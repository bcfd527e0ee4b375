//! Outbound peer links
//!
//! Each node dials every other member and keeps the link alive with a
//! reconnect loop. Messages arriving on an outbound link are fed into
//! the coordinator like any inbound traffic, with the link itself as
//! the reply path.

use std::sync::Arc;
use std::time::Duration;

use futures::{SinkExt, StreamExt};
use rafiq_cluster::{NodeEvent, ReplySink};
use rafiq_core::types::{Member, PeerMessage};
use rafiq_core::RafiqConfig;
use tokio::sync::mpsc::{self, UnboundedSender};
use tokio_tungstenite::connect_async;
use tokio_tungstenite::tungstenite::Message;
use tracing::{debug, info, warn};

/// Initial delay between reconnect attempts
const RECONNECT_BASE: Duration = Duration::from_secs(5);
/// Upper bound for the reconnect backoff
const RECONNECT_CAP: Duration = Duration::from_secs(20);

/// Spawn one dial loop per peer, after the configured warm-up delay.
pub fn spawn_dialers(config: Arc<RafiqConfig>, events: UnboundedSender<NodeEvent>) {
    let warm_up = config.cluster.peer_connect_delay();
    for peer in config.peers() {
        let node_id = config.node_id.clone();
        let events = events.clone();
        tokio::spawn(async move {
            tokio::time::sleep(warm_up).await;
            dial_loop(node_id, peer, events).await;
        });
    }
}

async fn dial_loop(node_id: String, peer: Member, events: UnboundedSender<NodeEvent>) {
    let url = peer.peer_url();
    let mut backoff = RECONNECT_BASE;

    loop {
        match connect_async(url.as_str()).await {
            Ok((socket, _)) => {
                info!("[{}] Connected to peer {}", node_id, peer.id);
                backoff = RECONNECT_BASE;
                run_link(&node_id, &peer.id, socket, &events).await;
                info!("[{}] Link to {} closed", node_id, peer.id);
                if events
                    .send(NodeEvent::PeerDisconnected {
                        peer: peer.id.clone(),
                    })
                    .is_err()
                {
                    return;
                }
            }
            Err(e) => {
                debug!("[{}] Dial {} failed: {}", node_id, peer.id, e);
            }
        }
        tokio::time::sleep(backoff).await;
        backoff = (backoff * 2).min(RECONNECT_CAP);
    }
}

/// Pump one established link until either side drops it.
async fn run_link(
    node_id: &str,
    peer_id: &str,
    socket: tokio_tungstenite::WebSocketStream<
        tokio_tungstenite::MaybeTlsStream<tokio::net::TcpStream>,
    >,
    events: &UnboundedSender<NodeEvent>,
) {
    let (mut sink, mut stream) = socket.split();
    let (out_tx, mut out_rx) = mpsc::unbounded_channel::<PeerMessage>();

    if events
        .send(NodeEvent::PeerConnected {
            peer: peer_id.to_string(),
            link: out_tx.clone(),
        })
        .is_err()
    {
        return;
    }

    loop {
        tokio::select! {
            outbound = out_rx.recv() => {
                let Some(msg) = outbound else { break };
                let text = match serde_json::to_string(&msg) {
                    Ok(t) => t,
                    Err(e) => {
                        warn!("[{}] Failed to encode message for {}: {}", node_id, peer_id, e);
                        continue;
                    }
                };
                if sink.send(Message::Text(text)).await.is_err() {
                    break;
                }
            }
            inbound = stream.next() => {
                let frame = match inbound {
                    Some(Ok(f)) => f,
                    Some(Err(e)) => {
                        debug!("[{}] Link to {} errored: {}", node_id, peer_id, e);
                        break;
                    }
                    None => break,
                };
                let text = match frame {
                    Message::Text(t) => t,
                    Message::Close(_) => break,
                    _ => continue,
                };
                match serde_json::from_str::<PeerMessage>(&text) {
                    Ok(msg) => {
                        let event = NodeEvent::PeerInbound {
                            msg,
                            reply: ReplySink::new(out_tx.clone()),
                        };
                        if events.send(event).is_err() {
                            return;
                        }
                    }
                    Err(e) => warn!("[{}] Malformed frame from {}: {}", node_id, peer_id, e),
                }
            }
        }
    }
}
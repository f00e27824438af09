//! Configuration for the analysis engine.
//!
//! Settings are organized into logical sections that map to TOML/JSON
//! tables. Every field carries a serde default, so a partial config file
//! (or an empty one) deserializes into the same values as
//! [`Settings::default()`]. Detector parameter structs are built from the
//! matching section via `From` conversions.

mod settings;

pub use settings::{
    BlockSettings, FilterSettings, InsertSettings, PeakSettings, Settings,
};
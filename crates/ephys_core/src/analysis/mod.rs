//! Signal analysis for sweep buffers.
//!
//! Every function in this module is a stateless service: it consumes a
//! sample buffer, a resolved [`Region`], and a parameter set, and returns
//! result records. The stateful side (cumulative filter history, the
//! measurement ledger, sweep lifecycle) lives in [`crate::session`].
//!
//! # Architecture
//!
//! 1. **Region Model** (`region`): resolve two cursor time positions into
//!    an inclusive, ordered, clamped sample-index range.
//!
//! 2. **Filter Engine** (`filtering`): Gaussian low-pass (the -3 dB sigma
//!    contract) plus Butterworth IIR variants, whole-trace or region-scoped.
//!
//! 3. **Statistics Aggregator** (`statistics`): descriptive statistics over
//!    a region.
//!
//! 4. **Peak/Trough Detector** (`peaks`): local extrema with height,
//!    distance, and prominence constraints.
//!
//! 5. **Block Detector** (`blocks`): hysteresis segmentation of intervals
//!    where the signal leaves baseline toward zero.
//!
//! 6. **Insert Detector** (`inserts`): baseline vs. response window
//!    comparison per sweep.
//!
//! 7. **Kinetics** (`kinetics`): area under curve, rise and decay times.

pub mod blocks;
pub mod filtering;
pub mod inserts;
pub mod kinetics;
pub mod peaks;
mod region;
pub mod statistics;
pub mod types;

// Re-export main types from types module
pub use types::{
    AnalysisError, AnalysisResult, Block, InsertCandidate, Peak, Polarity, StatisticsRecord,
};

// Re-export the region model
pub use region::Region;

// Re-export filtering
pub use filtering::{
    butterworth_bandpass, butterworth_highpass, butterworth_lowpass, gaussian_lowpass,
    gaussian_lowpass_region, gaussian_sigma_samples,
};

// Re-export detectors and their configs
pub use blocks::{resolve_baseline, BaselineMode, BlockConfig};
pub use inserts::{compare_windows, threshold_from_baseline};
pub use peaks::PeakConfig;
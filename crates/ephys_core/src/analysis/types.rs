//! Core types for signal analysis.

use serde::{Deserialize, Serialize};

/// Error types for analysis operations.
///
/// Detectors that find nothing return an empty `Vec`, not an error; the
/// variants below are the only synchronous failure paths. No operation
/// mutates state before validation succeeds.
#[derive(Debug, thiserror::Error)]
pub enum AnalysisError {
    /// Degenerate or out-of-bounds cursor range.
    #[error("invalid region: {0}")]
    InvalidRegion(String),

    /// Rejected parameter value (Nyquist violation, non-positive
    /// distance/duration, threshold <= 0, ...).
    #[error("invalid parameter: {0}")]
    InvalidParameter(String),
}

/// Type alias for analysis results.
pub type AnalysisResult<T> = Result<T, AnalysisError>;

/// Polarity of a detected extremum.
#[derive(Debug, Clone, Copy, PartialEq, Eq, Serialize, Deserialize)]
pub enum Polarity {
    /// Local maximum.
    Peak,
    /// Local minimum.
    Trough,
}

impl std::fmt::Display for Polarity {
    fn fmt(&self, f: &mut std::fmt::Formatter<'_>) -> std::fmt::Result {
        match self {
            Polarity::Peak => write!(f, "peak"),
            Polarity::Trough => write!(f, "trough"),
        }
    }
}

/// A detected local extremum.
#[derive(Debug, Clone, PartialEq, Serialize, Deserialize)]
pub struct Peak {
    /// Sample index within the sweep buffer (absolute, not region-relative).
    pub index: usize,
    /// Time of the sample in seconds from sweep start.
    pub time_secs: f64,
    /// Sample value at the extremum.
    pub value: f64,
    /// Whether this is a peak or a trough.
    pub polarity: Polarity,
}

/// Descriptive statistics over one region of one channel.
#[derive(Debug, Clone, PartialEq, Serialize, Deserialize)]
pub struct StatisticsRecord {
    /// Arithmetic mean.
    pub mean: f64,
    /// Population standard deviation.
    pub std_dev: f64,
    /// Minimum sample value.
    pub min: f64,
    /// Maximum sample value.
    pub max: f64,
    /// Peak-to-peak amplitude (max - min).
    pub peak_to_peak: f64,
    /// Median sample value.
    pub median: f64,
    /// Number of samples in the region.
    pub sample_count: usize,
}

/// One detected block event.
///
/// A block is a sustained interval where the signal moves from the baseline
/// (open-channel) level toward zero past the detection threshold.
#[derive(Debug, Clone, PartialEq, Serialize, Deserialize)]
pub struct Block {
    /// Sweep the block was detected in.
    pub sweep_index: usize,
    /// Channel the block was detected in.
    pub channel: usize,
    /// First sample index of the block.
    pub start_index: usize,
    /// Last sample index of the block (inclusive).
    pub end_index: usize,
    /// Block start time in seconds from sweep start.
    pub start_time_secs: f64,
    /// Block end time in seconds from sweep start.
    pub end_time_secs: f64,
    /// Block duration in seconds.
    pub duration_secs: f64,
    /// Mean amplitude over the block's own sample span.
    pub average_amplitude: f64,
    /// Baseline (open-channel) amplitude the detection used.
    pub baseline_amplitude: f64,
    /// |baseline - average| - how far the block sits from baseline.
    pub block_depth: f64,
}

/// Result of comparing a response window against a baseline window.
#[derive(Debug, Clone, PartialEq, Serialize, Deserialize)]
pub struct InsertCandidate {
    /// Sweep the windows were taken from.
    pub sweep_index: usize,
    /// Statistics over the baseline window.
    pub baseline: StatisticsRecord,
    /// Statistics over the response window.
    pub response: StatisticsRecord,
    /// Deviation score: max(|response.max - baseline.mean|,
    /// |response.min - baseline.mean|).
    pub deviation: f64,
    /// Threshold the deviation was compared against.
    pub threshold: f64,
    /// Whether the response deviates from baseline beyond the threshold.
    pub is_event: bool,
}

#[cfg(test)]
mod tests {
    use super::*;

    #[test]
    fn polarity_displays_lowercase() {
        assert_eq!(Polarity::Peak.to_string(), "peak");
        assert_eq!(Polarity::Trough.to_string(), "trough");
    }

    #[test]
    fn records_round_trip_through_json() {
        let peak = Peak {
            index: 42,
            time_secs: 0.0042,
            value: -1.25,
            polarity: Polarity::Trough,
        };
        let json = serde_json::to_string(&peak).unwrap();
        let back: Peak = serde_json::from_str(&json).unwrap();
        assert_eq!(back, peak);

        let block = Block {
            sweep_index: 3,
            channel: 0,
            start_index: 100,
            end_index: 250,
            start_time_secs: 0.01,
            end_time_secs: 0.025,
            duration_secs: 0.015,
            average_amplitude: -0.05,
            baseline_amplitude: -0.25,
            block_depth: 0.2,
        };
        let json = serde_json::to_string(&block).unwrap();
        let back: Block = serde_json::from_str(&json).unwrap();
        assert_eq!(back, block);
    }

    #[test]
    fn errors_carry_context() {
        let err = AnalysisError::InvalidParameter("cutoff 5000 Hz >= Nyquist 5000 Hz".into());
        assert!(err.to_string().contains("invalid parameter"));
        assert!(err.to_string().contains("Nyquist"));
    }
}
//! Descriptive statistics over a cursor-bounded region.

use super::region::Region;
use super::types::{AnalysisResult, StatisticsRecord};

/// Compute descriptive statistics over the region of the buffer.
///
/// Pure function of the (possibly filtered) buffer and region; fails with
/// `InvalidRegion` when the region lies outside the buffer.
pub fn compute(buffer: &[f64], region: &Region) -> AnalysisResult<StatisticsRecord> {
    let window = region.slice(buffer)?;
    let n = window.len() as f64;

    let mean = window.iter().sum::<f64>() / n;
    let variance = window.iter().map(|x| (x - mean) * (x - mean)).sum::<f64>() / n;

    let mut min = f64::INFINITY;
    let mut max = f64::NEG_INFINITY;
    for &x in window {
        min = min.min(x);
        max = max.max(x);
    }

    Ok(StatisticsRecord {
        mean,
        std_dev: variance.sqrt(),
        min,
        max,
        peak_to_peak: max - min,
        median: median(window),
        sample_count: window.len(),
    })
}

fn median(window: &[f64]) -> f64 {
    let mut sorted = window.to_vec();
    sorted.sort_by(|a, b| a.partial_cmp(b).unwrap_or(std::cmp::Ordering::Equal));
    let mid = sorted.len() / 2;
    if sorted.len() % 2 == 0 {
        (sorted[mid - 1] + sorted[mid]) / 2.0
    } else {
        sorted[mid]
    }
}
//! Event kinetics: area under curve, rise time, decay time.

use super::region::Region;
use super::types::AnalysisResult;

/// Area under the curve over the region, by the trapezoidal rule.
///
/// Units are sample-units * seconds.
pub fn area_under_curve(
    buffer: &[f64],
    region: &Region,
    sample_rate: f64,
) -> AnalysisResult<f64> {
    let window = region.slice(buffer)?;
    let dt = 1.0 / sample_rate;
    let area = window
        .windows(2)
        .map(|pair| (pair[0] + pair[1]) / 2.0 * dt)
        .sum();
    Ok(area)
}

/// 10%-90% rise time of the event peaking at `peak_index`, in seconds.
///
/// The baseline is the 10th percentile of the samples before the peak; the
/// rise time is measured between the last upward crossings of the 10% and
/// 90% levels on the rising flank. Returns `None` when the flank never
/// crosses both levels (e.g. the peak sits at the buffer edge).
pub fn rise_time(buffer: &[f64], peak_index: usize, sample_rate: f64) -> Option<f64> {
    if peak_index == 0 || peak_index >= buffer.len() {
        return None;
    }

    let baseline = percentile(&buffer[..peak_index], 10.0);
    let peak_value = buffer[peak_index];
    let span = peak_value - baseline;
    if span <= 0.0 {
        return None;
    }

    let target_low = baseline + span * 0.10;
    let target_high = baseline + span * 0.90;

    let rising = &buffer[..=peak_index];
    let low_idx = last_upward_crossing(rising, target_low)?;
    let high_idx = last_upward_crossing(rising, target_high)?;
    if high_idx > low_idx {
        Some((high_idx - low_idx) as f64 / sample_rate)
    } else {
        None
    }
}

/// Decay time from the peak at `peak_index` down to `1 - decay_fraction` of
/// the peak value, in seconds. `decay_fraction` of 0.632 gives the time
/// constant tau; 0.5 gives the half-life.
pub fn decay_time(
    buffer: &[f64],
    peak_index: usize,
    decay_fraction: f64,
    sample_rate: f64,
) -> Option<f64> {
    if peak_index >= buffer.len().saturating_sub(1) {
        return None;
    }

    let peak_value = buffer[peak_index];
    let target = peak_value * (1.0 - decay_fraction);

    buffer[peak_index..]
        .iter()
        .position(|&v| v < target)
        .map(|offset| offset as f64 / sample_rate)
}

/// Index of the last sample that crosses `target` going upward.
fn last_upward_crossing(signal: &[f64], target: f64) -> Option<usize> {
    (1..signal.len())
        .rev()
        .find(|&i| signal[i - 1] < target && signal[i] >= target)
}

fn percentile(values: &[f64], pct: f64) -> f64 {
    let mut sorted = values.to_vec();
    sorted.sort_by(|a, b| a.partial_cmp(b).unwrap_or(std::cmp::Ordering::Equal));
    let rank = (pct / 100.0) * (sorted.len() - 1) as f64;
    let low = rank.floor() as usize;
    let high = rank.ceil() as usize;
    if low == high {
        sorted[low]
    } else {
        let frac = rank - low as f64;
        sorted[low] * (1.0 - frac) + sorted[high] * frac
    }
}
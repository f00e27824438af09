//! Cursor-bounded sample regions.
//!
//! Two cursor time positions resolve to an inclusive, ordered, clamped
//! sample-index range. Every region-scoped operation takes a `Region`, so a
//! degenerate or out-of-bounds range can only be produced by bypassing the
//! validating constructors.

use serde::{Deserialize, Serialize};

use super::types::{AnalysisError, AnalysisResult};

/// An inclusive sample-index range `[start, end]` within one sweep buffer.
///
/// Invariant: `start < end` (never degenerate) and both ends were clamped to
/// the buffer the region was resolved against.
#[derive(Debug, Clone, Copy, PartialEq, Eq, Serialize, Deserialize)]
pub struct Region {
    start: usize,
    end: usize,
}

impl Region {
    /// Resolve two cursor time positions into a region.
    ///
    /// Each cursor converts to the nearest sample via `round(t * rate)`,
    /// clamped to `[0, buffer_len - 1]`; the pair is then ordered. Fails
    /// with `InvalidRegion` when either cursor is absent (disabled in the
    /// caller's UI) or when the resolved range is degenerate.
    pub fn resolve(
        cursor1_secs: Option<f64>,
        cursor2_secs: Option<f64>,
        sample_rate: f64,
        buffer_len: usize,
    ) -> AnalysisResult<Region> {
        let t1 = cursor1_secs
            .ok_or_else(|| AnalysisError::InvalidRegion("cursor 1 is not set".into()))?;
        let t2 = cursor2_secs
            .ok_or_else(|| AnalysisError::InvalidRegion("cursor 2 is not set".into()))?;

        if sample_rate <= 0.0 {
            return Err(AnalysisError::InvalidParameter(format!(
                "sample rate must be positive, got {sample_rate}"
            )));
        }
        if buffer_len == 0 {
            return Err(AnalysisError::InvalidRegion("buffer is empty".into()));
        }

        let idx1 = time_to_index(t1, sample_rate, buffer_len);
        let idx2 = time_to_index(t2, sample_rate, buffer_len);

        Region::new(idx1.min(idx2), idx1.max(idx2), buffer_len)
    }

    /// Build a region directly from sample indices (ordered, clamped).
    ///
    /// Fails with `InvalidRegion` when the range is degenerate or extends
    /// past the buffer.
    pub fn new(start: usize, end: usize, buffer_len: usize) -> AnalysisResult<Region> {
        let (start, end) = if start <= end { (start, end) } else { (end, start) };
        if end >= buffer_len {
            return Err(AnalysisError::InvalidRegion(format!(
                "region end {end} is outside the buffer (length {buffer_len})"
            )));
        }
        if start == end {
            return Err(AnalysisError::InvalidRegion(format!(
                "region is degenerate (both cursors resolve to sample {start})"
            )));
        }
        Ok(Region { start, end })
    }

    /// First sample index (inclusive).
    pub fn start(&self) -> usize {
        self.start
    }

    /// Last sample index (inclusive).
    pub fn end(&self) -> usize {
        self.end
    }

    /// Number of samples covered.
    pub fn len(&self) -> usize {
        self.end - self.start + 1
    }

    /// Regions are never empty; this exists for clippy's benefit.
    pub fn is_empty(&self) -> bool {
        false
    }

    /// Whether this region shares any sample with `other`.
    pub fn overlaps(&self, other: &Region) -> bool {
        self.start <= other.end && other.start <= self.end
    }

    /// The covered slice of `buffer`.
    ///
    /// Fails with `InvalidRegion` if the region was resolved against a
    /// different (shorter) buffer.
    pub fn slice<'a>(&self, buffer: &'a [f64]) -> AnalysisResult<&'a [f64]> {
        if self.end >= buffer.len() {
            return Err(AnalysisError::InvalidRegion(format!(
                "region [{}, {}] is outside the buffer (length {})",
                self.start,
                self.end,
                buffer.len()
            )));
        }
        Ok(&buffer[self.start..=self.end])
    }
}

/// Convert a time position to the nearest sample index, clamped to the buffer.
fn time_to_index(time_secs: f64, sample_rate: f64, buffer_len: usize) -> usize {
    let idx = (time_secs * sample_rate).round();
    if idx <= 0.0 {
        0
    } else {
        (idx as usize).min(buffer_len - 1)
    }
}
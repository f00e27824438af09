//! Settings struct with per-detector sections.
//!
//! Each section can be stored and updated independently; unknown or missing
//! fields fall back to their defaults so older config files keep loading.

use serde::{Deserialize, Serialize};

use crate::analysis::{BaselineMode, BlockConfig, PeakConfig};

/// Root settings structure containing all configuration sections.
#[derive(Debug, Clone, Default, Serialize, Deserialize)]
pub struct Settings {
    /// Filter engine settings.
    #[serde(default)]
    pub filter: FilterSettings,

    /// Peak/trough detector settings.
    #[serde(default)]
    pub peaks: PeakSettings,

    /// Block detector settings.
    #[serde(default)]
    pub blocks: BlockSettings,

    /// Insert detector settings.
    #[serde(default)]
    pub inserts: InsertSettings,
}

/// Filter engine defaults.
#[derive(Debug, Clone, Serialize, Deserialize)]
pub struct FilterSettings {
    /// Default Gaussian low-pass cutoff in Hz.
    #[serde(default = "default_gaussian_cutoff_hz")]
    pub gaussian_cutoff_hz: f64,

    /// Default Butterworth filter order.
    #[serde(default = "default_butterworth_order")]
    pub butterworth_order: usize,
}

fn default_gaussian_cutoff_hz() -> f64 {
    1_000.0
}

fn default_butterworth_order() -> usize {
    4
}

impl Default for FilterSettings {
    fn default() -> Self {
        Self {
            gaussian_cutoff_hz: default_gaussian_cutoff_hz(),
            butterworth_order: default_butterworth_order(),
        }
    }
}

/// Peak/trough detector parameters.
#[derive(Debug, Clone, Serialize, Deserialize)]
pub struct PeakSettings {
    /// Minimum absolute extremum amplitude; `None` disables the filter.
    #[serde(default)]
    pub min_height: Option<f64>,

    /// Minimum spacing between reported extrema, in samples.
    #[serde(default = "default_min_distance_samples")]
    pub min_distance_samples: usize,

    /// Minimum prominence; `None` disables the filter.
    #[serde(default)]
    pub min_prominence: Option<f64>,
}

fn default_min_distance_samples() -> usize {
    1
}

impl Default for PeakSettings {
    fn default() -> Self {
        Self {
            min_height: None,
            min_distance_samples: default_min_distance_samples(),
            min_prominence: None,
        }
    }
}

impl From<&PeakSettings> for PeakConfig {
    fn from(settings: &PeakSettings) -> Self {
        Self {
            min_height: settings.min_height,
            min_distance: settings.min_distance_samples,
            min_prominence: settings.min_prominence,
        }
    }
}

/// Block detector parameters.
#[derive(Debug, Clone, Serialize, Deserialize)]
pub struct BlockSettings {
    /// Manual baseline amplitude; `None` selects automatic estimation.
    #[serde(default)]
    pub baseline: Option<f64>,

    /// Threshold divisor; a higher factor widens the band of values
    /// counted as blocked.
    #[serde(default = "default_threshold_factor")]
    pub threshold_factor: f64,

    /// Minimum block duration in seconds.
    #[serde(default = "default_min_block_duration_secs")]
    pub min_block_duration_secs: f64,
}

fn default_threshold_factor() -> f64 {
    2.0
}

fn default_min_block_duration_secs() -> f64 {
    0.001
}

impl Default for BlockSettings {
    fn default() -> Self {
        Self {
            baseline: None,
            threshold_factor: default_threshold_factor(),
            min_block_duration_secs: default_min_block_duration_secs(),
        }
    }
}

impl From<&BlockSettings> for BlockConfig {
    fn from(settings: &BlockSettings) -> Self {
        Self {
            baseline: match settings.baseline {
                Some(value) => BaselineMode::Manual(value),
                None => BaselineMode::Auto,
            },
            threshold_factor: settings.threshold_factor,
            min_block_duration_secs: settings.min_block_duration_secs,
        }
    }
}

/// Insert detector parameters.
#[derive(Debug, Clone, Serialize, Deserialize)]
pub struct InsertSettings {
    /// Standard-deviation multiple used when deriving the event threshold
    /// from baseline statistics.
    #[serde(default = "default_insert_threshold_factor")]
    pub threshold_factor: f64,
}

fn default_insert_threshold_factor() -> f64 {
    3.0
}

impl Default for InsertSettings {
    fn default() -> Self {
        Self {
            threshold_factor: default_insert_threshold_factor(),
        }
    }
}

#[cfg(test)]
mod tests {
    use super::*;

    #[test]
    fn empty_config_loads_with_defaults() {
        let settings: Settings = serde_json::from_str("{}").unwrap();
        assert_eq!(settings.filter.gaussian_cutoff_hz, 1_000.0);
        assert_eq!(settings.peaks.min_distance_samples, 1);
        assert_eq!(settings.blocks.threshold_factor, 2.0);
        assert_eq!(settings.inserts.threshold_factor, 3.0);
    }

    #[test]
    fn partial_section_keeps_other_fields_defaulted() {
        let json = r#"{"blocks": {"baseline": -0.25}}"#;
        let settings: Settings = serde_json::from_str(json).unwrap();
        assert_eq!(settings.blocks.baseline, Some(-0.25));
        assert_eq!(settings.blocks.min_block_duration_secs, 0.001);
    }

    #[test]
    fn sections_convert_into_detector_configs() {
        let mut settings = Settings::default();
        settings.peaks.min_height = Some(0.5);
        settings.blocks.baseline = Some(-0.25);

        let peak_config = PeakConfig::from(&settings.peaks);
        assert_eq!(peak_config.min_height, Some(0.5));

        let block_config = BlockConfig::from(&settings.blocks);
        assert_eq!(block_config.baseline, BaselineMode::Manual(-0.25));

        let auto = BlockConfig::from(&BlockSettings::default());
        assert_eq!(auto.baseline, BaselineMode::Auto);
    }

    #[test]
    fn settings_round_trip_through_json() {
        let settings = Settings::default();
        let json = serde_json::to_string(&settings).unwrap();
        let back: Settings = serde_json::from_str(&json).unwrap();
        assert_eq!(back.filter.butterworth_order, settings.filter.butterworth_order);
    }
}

□ □ □ □ □

From the material above, please return each line containing "that".

• **Task response**
//! Settings are organized into logical sections that map to TOML/JSON
/// Detectors that find nothing return an empty `Vec`, not an error; the
/// Index of the last sample that crosses `target` going upward.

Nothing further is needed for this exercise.